→ Task item: Each line in these records that contains "animation" counts once. Give the number only.

→ Records from a dataset:
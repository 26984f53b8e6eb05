//! A flat-storage tree of transform-bearing nodes.

use glam::{Mat4, Vec3};
use orrery_math::Transform;

use crate::error::SceneError;
use crate::light::{AmbientLight, PointLight};
use crate::material::MeshHandle;

#[derive(Clone, Copy, Debug, PartialEq, Eq, Hash, PartialOrd, Ord)]
pub struct NodeId(pub(crate) u32);

impl NodeId {
    /// Dense index in insertion order, usable for side tables.
    pub fn index(self) -> usize {
        self.0 as usize
    }
}

#[derive(Clone, Debug)]
pub struct Node {
    pub name: String,
    /// Transform relative to the parent, or to the world for roots.
    pub local: Transform,
    pub mesh: Option<MeshHandle>,
    parent: Option<NodeId>,
    children: Vec<NodeId>,
}

impl Node {
    /// `None` for roots.
    pub fn parent(&self) -> Option<NodeId> {
        self.parent
    }

    pub fn children(&self) -> &[NodeId] {
        &self.children
    }
}

/// Nodes plus the lights that illuminate them.
#[derive(Clone, Debug, Default)]
pub struct Scene {
    nodes: Vec<Node>,
    roots: Vec<NodeId>,
    point_lights: Vec<PointLight>,
    pub ambient: AmbientLight,
}

impl Scene {
    pub fn new() -> Self {
        Self::default()
    }

    pub fn len(&self) -> usize {
        self.nodes.len()
    }

    pub fn is_empty(&self) -> bool {
        self.nodes.is_empty()
    }

    /// Adds a root node.
    pub fn add_node(&mut self, name: impl Into<String>, local: Transform) -> NodeId {
        let id = NodeId(self.nodes.len() as u32);
        self.nodes.push(Node {
            name: name.into(),
            local,
            mesh: None,
            parent: None,
            children: Vec::new(),
        });
        self.roots.push(id);
        id
    }

    /// Moves `child` under `parent`, detaching it from wherever it was.
    ///
    /// The child's local transform is kept as is, so its world placement
    /// changes to be relative to the new parent.
    pub fn add_child(&mut self, parent: NodeId, child: NodeId) -> Result<(), SceneError> {
        self.check(parent)?;
        self.check(child)?;
        if self.is_ancestor_or_self(child, parent) {
            return Err(SceneError::Cycle { parent, child });
        }

        match self.nodes[child.0 as usize].parent {
            Some(old) => self.nodes[old.0 as usize].children.retain(|&c| c != child),
            None => self.roots.retain(|&r| r != child),
        }
        self.nodes[child.0 as usize].parent = Some(parent);
        self.nodes[parent.0 as usize].children.push(child);
        Ok(())
    }

    /// Attaches the mesh drawn at this node, replacing any previous one.
    pub fn set_mesh(&mut self, node: NodeId, mesh: MeshHandle) -> Result<(), SceneError> {
        self.node_mut(node)?.mesh = Some(mesh);
        Ok(())
    }

    /// Replaces the node's transform relative to its parent.
    pub fn set_local(&mut self, node: NodeId, local: Transform) -> Result<(), SceneError> {
        self.node_mut(node)?.local = local;
        Ok(())
    }

    /// `None` for an id from another scene.
    pub fn node(&self, id: NodeId) -> Option<&Node> {
        self.nodes.get(id.0 as usize)
    }

    /// Mutable access, or [`SceneError::UnknownNode`].
    pub fn node_mut(&mut self, id: NodeId) -> Result<&mut Node, SceneError> {
        self.nodes
            .get_mut(id.0 as usize)
            .ok_or(SceneError::UnknownNode(id))
    }

    /// First node with this name, in insertion order.
    pub fn find(&self, name: &str) -> Option<NodeId> {
        self.nodes
            .iter()
            .position(|n| n.name == name)
            .map(|i| NodeId(i as u32))
    }

    /// Nodes without a parent.
    pub fn roots(&self) -> &[NodeId] {
        &self.roots
    }

    /// World transform composed from the root down. Unknown ids yield identity.
    pub fn world_transform(&self, id: NodeId) -> Transform {
        let Some(node) = self.node(id) else {
            return Transform::IDENTITY;
        };
        let mut world = node.local;
        let mut next = node.parent;
        while let Some(parent) = next {
            let p = &self.nodes[parent.0 as usize];
            world = p.local * world;
            next = p.parent;
        }
        world
    }

    /// Single-precision world matrix for GPU upload.
    pub fn world_matrix(&self, id: NodeId) -> Mat4 {
        self.world_transform(id).to_matrix().as_mat4()
    }

    /// Visits every node depth-first, parents before children, roots in
    /// insertion order. The callback receives the node's world transform.
    pub fn traverse(&self, mut visit: impl FnMut(NodeId, &Node, &Transform)) {
        let mut stack: Vec<(NodeId, Transform)> = self
            .roots
            .iter()
            .rev()
            .map(|&r| (r, self.nodes[r.0 as usize].local))
            .collect();
        while let Some((id, world)) = stack.pop() {
            let node = &self.nodes[id.0 as usize];
            visit(id, node, &world);
            for &child in node.children.iter().rev() {
                stack.push((child, world * self.nodes[child.0 as usize].local));
            }
        }
    }

    /// Only the first point light reaches the shader.
    pub fn add_point_light(&mut self, light: PointLight) {
        self.point_lights.push(light);
    }

    pub fn point_lights(&self) -> &[PointLight] {
        &self.point_lights
    }

    /// World position of a point light, following its node if attached.
    pub fn light_position(&self, light: &PointLight) -> Vec3 {
        match light.attached_to {
            Some(node) => self.world_transform(node).position.as_vec3() + light.position,
            None => light.position,
        }
    }

    fn check(&self, id: NodeId) -> Result<(), SceneError> {
        if (id.0 as usize) < self.nodes.len() {
            Ok(())
        } else {
            Err(SceneError::UnknownNode(id))
        }
    }

    fn is_ancestor_or_self(&self, ancestor: NodeId, mut node: NodeId) -> bool {
        loop {
            if node == ancestor {
                return true;
            }
            match self.nodes[node.0 as usize].parent {
                Some(p) => node = p,
                None => return false,
            }
        }
    }
}
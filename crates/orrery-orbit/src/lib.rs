//! Celestial bodies, the solar-system aggregate, and the per-frame orbital animator.
//!
//! Every body spins about its own vertical axis and revolves about a pivot by
//! fixed angular increments per frame. There is no gravity here: rates come
//! from real rotation/orbital periods scaled to an arbitrary per-frame
//! "Earth day" angle, and sizes come from real ratios scaled to Earth.

pub mod animator;
pub mod body;
pub mod catalog;
pub mod error;
pub mod rates;
pub mod scale;
pub mod system;

pub use animator::{OrbitalAnimator, VERTICAL_AXIS};
pub use body::{Body, BodyId, BodyKind, Direction, Pivot};
pub use catalog::{BodySpec, CATALOG, Class, Distance, Extent};
pub use error::SystemError;
pub use rates::{DAYS_PER_YEAR, DEFAULT_EARTH_DAY, OrbitalPeriod, RateParams, SpinMode};
pub use scale::ScaleParams;
pub use system::{BodyDesc, SolarSystem, SystemBuilder};
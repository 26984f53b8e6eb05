//! Converts loaded settings into the types the orbit, scene, and render
//! crates expect.

use glam::Vec3;
use orrery_config::Config;
use orrery_debug::BodySnapshot;
use orrery_input::{OrbitControl, OrbitLimits};
use orrery_orbit::{DEFAULT_EARTH_DAY, RateParams, ScaleParams, SolarSystem, SystemError};
use orrery_render::Camera;
use orrery_scene::SceneOptions;
use tracing::warn;

pub fn scale_params(config: &Config) -> ScaleParams {
    ScaleParams {
        earth_radius: config.scale.earth_radius,
        earth_distance: config.scale.earth_distance,
        sun_compression: config.scale.sun_compression,
    }
}

/// A non-finite `earth_day` would turn every transform into NaN; it falls
/// back to [`DEFAULT_EARTH_DAY`].
pub fn rate_params(config: &Config) -> RateParams {
    let earth_day = config.animation.earth_day;
    if !earth_day.is_finite() {
        warn!(earth_day, "invalid earth day, using {DEFAULT_EARTH_DAY}");
        return RateParams::new(DEFAULT_EARTH_DAY);
    }
    RateParams::new(earth_day)
}

/// The full catalog at the configured scale and speed.
pub fn build_system(config: &Config) -> Result<SolarSystem, SystemError> {
    SolarSystem::from_catalog(&scale_params(config), &rate_params(config))
}

pub fn scene_options(config: &Config) -> SceneOptions {
    SceneOptions {
        texture_dir: config.assets.texture_dir.clone(),
        sphere_segments: config.render.sphere_segments,
        ring_segments: config.render.ring_segments,
        sun_light_intensity: config.render.sun_light_intensity,
        ambient_intensity: config.render.ambient_intensity,
    }
}

/// Orbit control placed at the configured camera position.
pub fn orbit_control(config: &Config) -> OrbitControl {
    let mut control = OrbitControl::new(
        Vec3::from_array(config.camera.position),
        Vec3::from_array(config.camera.look_at),
        OrbitLimits {
            min_distance: config.controls.min_distance,
            max_distance: config.controls.max_distance,
        },
    );
    control.zoom_speed = config.controls.zoom_speed;
    control.rotate_speed = config.controls.rotate_speed;
    control
}

/// Camera looking from the control's eye toward its target.
pub fn camera(config: &Config, control: &OrbitControl, width: u32, height: u32) -> Camera {
    let mut camera = Camera::perspective(
        config.camera.fov_y_degrees,
        width.max(1) as f32 / height.max(1) as f32,
        config.camera.near,
        config.camera.far,
    );
    aim(&mut camera, control);
    camera
}

/// Moves the camera to the control's eye and faces the target.
pub fn aim(camera: &mut Camera, control: &OrbitControl) {
    camera.position = control.eye();
    camera.look_at(control.target, Vec3::Y);
}

/// World positions and accumulated angles for `GET /bodies`.
pub fn snapshot_bodies(system: &SolarSystem) -> Vec<BodySnapshot> {
    system
        .ids()
        .filter_map(|id| {
            let body = system.body(id)?;
            let world = system.world_transform(id)?;
            Some(BodySnapshot {
                name: body.name.clone(),
                position: world.position.to_array(),
                spin_angle: body.spin_angle(),
                revolution_angle: body.revolution_angle(),
            })
        })
        .collect()
}

#[cfg(test)]
mod tests {
    use super::*;
    use orrery_orbit::{OrbitalAnimator, catalog};

    #[test]
    fn test_default_system_matches_catalog() {
        let system = build_system(&Config::default()).unwrap();
        assert_eq!(system.len(), catalog::CATALOG.len());
        let earth = system.find(catalog::EARTH).unwrap();
        let pos = system.world_transform(earth).unwrap().position;
        assert!((pos.length() - 100.0).abs() < 1e-9);
    }

    #[test]
    fn test_scale_follows_config() {
        let mut config = Config::default();
        config.scale.earth_distance = 250.0;
        let system = build_system(&config).unwrap();
        let earth = system.find(catalog::EARTH).unwrap();
        assert!((system.world_transform(earth).unwrap().position.length() - 250.0).abs() < 1e-9);
    }

    #[test]
    fn test_earth_day_drives_spin() {
        let mut config = Config::default();
        config.animation.earth_day = 0.05;
        let mut system = build_system(&config).unwrap();
        let earth = system.find(catalog::EARTH).unwrap();
        OrbitalAnimator::new().advance(&mut system, 10);
        let spin = system.body(earth).unwrap().spin_angle();
        assert!((spin - 0.5).abs() < 1e-9);
    }

    #[test]
    fn test_non_finite_earth_day_falls_back() {
        for bad in [f64::NAN, f64::INFINITY, f64::NEG_INFINITY] {
            let mut config = Config::default();
            config.animation.earth_day = bad;
            assert_eq!(rate_params(&config).earth_day, DEFAULT_EARTH_DAY);

            let mut system = build_system(&config).unwrap();
            OrbitalAnimator::new().advance(&mut system, 10);
            for id in system.ids() {
                let world = system.world_transform(id).unwrap();
                assert!(world.position.is_finite(), "{bad} broke body {id:?}");
                assert!(world.orientation.is_finite());
            }
        }
    }

    #[test]
    fn test_scene_options_from_config() {
        let mut config = Config::default();
        config.render.sphere_segments = 48;
        config.assets.texture_dir = "/srv/tex".into();
        let options = scene_options(&config);
        assert_eq!(options.sphere_segments, 48);
        assert_eq!(options.ring_segments, 64);
        assert_eq!(options.texture_dir, std::path::PathBuf::from("/srv/tex"));
    }

    #[test]
    fn test_camera_starts_at_configured_eye() {
        let config = Config::default();
        let control = orbit_control(&config);
        let camera = camera(&config, &control, 1280, 720);
        let expected = Vec3::from_array(config.camera.position);
        assert!((camera.position - expected).length() < 1e-2);
        assert!((camera.aspect_ratio - 1280.0 / 720.0).abs() < 1e-6);
        let to_target = (Vec3::ZERO - camera.position).normalize();
        assert!(camera.forward().dot(to_target) > 0.999);
    }

    #[test]
    fn test_zero_height_window_has_finite_aspect() {
        let config = Config::default();
        let camera = camera(&config, &orbit_control(&config), 800, 0);
        assert!(camera.aspect_ratio.is_finite());
    }

    #[test]
    fn test_snapshot_lists_every_body() {
        let mut system = build_system(&Config::default()).unwrap();
        OrbitalAnimator::new().advance(&mut system, 3);
        let snapshot = snapshot_bodies(&system);
        assert_eq!(snapshot.len(), system.len());
        let moon = snapshot.iter().find(|b| b.name == catalog::MOON).unwrap();
        assert!(moon.spin_angle > 0.0);
        let sun = snapshot.iter().find(|b| b.name == catalog::SUN).unwrap();
        assert_eq!(sun.position, [0.0, 0.0, 0.0]);
    }
}
//! OS-specific directories for config and logs.

use std::io;
use std::path::{Path, PathBuf};

#[derive(Debug, thiserror::Error)]
pub enum PlatformError {
    #[error("could not determine OS configuration directory")]
    NoConfigDir,

    #[error("platform I/O error: {0}")]
    Io(#[from] io::Error),
}

/// Platform-appropriate locations (XDG on Linux, Known Folders on Windows,
/// Library on macOS).
#[derive(Debug, Clone, PartialEq)]
pub struct PlatformDirs {
    /// Holds `config.ron`.
    pub config_dir: PathBuf,
    pub log_dir: PathBuf,
}

const APP_NAME: &str = "orrery";

impl PlatformDirs {
    /// Resolves without touching the filesystem.
    pub fn resolve() -> Result<Self, PlatformError> {
        let config_base = dirs::config_dir().ok_or(PlatformError::NoConfigDir)?;
        let app_config = config_base.join(APP_NAME);
        let log_dir = dirs::data_local_dir()
            .map(|d| d.join(APP_NAME).join("logs"))
            .unwrap_or_else(|| app_config.join("logs"));

        Ok(Self {
            config_dir: app_config,
            log_dir,
        })
    }

    pub fn resolve_with_root(root: &Path) -> Self {
        let app_dir = root.join(APP_NAME);
        Self {
            config_dir: app_dir.join("config"),
            log_dir: app_dir.join("logs"),
        }
    }

    /// Replaces the config directory, e.g. from `--config`.
    #[must_use]
    pub fn with_config_dir(mut self, config_dir: Option<PathBuf>) -> Self {
        if let Some(dir) = config_dir {
            self.config_dir = dir;
        }
        self
    }

    pub fn create_dirs(&self) -> Result<(), PlatformError> {
        std::fs::create_dir_all(&self.config_dir)?;
        std::fs::create_dir_all(&self.log_dir)?;
        Ok(())
    }
}

#[cfg(test)]
mod tests {
    use super::*;

    #[test]
    fn test_resolve_gives_absolute_paths() {
        let Ok(dirs) = PlatformDirs::resolve() else {
            eprintln!("No OS config directory, skipping");
            return;
        };
        assert!(dirs.config_dir.is_absolute());
        assert!(dirs.log_dir.is_absolute());
        assert!(dirs.config_dir.ends_with(APP_NAME));
    }

    #[test]
    fn test_directory_creation() {
        let tmp = tempfile::tempdir().unwrap();
        let dirs = PlatformDirs::resolve_with_root(tmp.path());
        dirs.create_dirs().unwrap();
        assert!(dirs.config_dir.is_dir());
        assert!(dirs.log_dir.is_dir());
    }

    #[test]
    fn test_config_dir_override() {
        let tmp = tempfile::tempdir().unwrap();
        let dirs = PlatformDirs::resolve_with_root(tmp.path());
        let log_dir = dirs.log_dir.clone();

        let custom = tmp.path().join("elsewhere");
        let dirs = dirs.with_config_dir(Some(custom.clone()));
        assert_eq!(dirs.config_dir, custom);
        assert_eq!(dirs.log_dir, log_dir);

        let unchanged = dirs.clone().with_config_dir(None);
        assert_eq!(unchanged, dirs);
    }
}
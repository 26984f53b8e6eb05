//! Flat annulus generation for planetary rings.

use std::f32::consts::TAU;

use glam::Vec3;

use crate::Mesh;

/// Generates a flat ring in the XZ plane, centered on the origin.
///
/// The texture's `u` axis runs radially from the inner edge (`0`) to the outer
/// edge (`1`), so a 1D alpha strip maps across the ring's width; `v` runs once
/// around. Fewer than 3 segments is raised to 3.
pub fn generate_ring(inner_radius: f32, outer_radius: f32, segments: u32) -> Mesh {
    let segments = segments.max(3);
    let columns = segments + 1;

    let mut positions = Vec::with_capacity(2 * columns as usize);
    let mut uvs = Vec::with_capacity(2 * columns as usize);

    for (edge, radius) in [inner_radius, outer_radius].into_iter().enumerate() {
        for i in 0..=segments {
            let t = i as f32 / segments as f32;
            let (sin, cos) = (t * TAU).sin_cos();
            positions.push(Vec3::new(radius * cos, 0.0, -radius * sin));
            uvs.push([edge as f32, t]);
        }
    }
    let normals = vec![Vec3::Y; positions.len()];

    let mut indices = Vec::with_capacity(segments as usize * 6);
    for i in 0..segments {
        let inner = i;
        let outer = columns + i;
        indices.extend_from_slice(&[inner, outer, inner + 1]);
        indices.extend_from_slice(&[outer, outer + 1, inner + 1]);
    }

    Mesh {
        positions,
        normals,
        uvs,
        indices,
    }
}
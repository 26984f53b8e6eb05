//! Frame-coherent keyboard state.
//!
//! Events are accumulated during a frame; queries answer whether a key is held,
//! went down this frame, or came up this frame. Keys are physical scan codes so
//! bindings do not move with the keyboard layout.

use std::collections::HashMap;

use winit::event::{ElementState, KeyEvent};
use winit::keyboard::PhysicalKey;

#[derive(Debug, Clone, Copy)]
pub struct RawKeyEvent {
    pub key: PhysicalKey,
    pub state: ElementState,
    pub repeat: bool,
}

#[derive(Debug, Clone, Copy, Default)]
struct KeyFrame {
    held: bool,
    went_down: bool,
    went_up: bool,
}

/// Per-frame keyboard tracker. Call [`end_frame`](Self::end_frame) once
/// the frame's input has been consumed.
#[derive(Debug, Clone, Default)]
pub struct KeyboardState {
    keys: HashMap<PhysicalKey, KeyFrame>,
    /// Keys that went down this frame, in arrival order.
    pressed_order: Vec<PhysicalKey>,
}

impl KeyboardState {
    #[must_use]
    pub fn new() -> Self {
        Self::default()
    }

    pub fn process_event(&mut self, event: &KeyEvent) {
        self.process_raw(RawKeyEvent {
            key: event.physical_key,
            state: event.state,
            repeat: event.repeat,
        });
    }

    /// Applies one event. Auto-repeat is ignored.
    pub fn process_raw(&mut self, event: RawKeyEvent) {
        if event.repeat {
            return;
        }
        let frame = self.keys.entry(event.key).or_default();
        match event.state {
            ElementState::Pressed => {
                tracing::debug!(key = ?event.key, "key pressed");
                if !frame.went_down {
                    self.pressed_order.push(event.key);
                }
                frame.held = true;
                frame.went_down = true;
            }
            ElementState::Released => {
                frame.held = false;
                frame.went_up = true;
            }
        }
    }

    #[must_use]
    pub fn is_pressed(&self, key: PhysicalKey) -> bool {
        self.keys.get(&key).is_some_and(|f| f.held)
    }

    #[must_use]
    pub fn just_pressed(&self, key: PhysicalKey) -> bool {
        self.keys.get(&key).is_some_and(|f| f.went_down)
    }

    #[must_use]
    pub fn just_released(&self, key: PhysicalKey) -> bool {
        self.keys.get(&key).is_some_and(|f| f.went_up)
    }

    /// Keys that went down this frame, in the order they were pressed.
    pub fn pressed_this_frame(&self) -> impl Iterator<Item = PhysicalKey> + '_ {
        self.pressed_order.iter().copied()
    }

    /// Drops the per-frame edges and forgets keys that are no longer held.
    pub fn end_frame(&mut self) {
        self.pressed_order.clear();
        self.keys.retain(|_, f| {
            f.went_down = false;
            f.went_up = false;
            f.held
        });
    }
}

#[cfg(test)]
mod tests {
    use super::*;
    use winit::keyboard::KeyCode;

    fn raw(code: KeyCode, state: ElementState, repeat: bool) -> RawKeyEvent {
        RawKeyEvent {
            key: PhysicalKey::Code(code),
            state,
            repeat,
        }
    }

    fn key(code: KeyCode) -> PhysicalKey {
        PhysicalKey::Code(code)
    }

    #[test]
    fn test_nothing_pressed_initially() {
        let kb = KeyboardState::new();
        for code in [KeyCode::Space, KeyCode::KeyR, KeyCode::Escape] {
            assert!(!kb.is_pressed(key(code)));
            assert!(!kb.just_pressed(key(code)));
            assert!(!kb.just_released(key(code)));
        }
    }

    #[test]
    fn test_press_then_release() {
        let mut kb = KeyboardState::new();
        kb.process_raw(raw(KeyCode::Space, ElementState::Pressed, false));
        assert!(kb.is_pressed(key(KeyCode::Space)));
        assert!(kb.just_pressed(key(KeyCode::Space)));

        kb.process_raw(raw(KeyCode::Space, ElementState::Released, false));
        assert!(!kb.is_pressed(key(KeyCode::Space)));
        assert!(kb.just_released(key(KeyCode::Space)));
    }

    #[test]
    fn test_edges_last_one_frame() {
        let mut kb = KeyboardState::new();
        kb.process_raw(raw(KeyCode::KeyR, ElementState::Pressed, false));
        kb.end_frame();
        assert!(!kb.just_pressed(key(KeyCode::KeyR)));
        assert!(kb.is_pressed(key(KeyCode::KeyR)));

        kb.process_raw(raw(KeyCode::KeyR, ElementState::Released, false));
        kb.end_frame();
        assert!(!kb.just_released(key(KeyCode::KeyR)));
        assert!(!kb.is_pressed(key(KeyCode::KeyR)));
    }

    #[test]
    fn test_repeat_ignored() {
        let mut kb = KeyboardState::new();
        kb.process_raw(raw(KeyCode::KeyA, ElementState::Pressed, false));
        kb.end_frame();
        kb.process_raw(raw(KeyCode::KeyA, ElementState::Pressed, true));
        assert!(!kb.just_pressed(key(KeyCode::KeyA)));
        assert!(kb.is_pressed(key(KeyCode::KeyA)));
    }

    #[test]
    fn test_pressed_this_frame() {
        let mut kb = KeyboardState::new();
        kb.process_raw(raw(KeyCode::KeyR, ElementState::Pressed, false));
        kb.process_raw(raw(KeyCode::Space, ElementState::Pressed, false));
        let pressed: Vec<_> = kb.pressed_this_frame().collect();
        assert_eq!(pressed, vec![key(KeyCode::KeyR), key(KeyCode::Space)]);
        kb.end_frame();
        assert_eq!(kb.pressed_this_frame().count(), 0);
    }
}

→ Written solution: 3